KONUŞMALAR – 3

NİHAN ÖZTÜRK

Murat: “İdeâl mi? Hadi canım, ideâl mi kaldı?”

Orhan: “Bir bakıma doğru diyorsun! Bazen en yüksek ahlâkın bile namussuzlar elinde ortalık malına dönmesi, bugün maalesef kaçınılmaz bir durum. Bunun bencillikten, hatta gereksiz ve anlaşılmaz bir özgüvenden kaynaklandığı çokça görülmüştür. Olmayan şeyin varmış gibi ısrarı, sonra desteklenmesi, nihayetinde uğruna ölünmesi falan. Tarihe geçmiş belirli bir kaç örnek dahi verilebilir.”

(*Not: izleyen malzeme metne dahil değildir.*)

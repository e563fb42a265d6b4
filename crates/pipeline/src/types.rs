//! Attempt states and outcomes.

use std::fmt;

use bucketdrop_store::ObjectRef;

/// Where an upload attempt is in its lifecycle.
#[derive(Debug, Clone, Copy, PartialEq, Eq, Hash)]
pub enum AttemptState {
    Start,
    StabilityCheck,
    RemoteExistenceCheck,
    Transfer,
    Verify,
    LocalDelete,
    Done,
}

impl AttemptState {
    pub fn as_str(self) -> &'static str {
        match self {
            AttemptState::Start => "start",
            AttemptState::StabilityCheck => "stability-check",
            AttemptState::RemoteExistenceCheck => "remote-existence-check",
            AttemptState::Transfer => "transfer",
            AttemptState::Verify => "verify",
            AttemptState::LocalDelete => "local-delete",
            AttemptState::Done => "done",
        }
    }

    /// States whose failure the user is always told about.
    ///
    /// Earlier aborts are mostly noise the next event retries (file gone,
    /// still being written); see `PipelineError::needs_attention` for the
    /// exceptions.
    pub fn reports_failure(self) -> bool {
        matches!(
            self,
            AttemptState::RemoteExistenceCheck | AttemptState::Transfer | AttemptState::Verify
        )
    }
}

impl fmt::Display for AttemptState {
    fn fmt(&self, f: &mut fmt::Formatter<'_>) -> fmt::Result {
        f.write_str(self.as_str())
    }
}

/// Terminal result of one attempt.
#[derive(Debug, Clone, PartialEq, Eq)]
pub enum Outcome {
    /// Fresh transfer closed successfully.
    Uploaded {
        object: ObjectRef,
        bytes: u64,
        local_deleted: bool,
    },
    /// Remote object was already present; no transfer happened.
    SkippedExisting {
        object: ObjectRef,
        local_deleted: bool,
    },
    /// Attempt stopped in `state`. The local file is left in place.
    Aborted { state: AttemptState, reason: String },
}

impl Outcome {
    /// Outcome name logged when an attempt finishes.
    pub fn label(&self) -> &'static str {
        match self {
            Outcome::Uploaded { .. } => "uploaded",
            Outcome::SkippedExisting { .. } => "skipped-existing",
            Outcome::Aborted { .. } => "failed",
        }
    }

    pub fn is_done(&self) -> bool {
        !matches!(self, Outcome::Aborted { .. })
    }
}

Murat: “Bunlar güzel açıklamalar olabilir, yalnız tatmin edici değil. İdeâlin al benisi, cazibesi neki? Senden iyi olmasın, başka bir arkadaşımlada çok kez sohbetlerimiz oluyor. İdeâllerin insanlığa hep zarar verdiğini, kendisinin ise sadece huzur istediğini belirtiyordu. Kötünün şu ânki mevcut gücünden ve hedeflerinden epeyce haberi olan biri üstelik.”

Orhan: “Milyonlarca insanın hâline o arkadaşında bürünmüş. Kimi haberli, kimi habersiz. Neticede ağlar ile buluşan her top gol olmuyor. Ofsayt var! Her namuslu fikir çilesi bir ideâle bağlanabilir ama her ideâl denilen şey namuslu değildir! İdeâli aramadan bulmayı beklemek veya aramaktan vazgeçmek duyguları birbirine uzak değil. Üstün ideâl dediğin şey çetin bir iş! Basit ideâlleri olanların kaldırabileceği bir mevzu değil.”

Murat: “Yani herkes Yavuz Sultan Selim olamıyor, anlaşıldı!”

Orhan: “Bak ideâl denilince, kafayı biraz zorlayınca nasıl hemen Yavuz aklına geliyor? Neden? Çünkü en azından gelişimi ve hamleleri hakkında az buçuk fikir sahibi olan, onu gerçek anlamda bir ideâlist olarak kabulleniyor! Genç yaşlarında Trabzon’dayken Anadolu’ya gözünü dikenlere karşı kendi insiyatifi ile hücum ediyor, devlete tehlikeden bahsediyor, oralı olmayan babasına posta koyuyor, inandığı üzere ipleri eline alıyor ve ardından holivudun bile beynini yakacak bir şekilde gerçek üstü bir aksiyon macerasına girip galip oluyor. Zirveyi yaşamakta nasip oluyor. Müthiş bir insan! Yani seversin sevmezsin ayrı mesele, ama destansı bir hayat ve devasa bir ideâl sahibi olan adam!”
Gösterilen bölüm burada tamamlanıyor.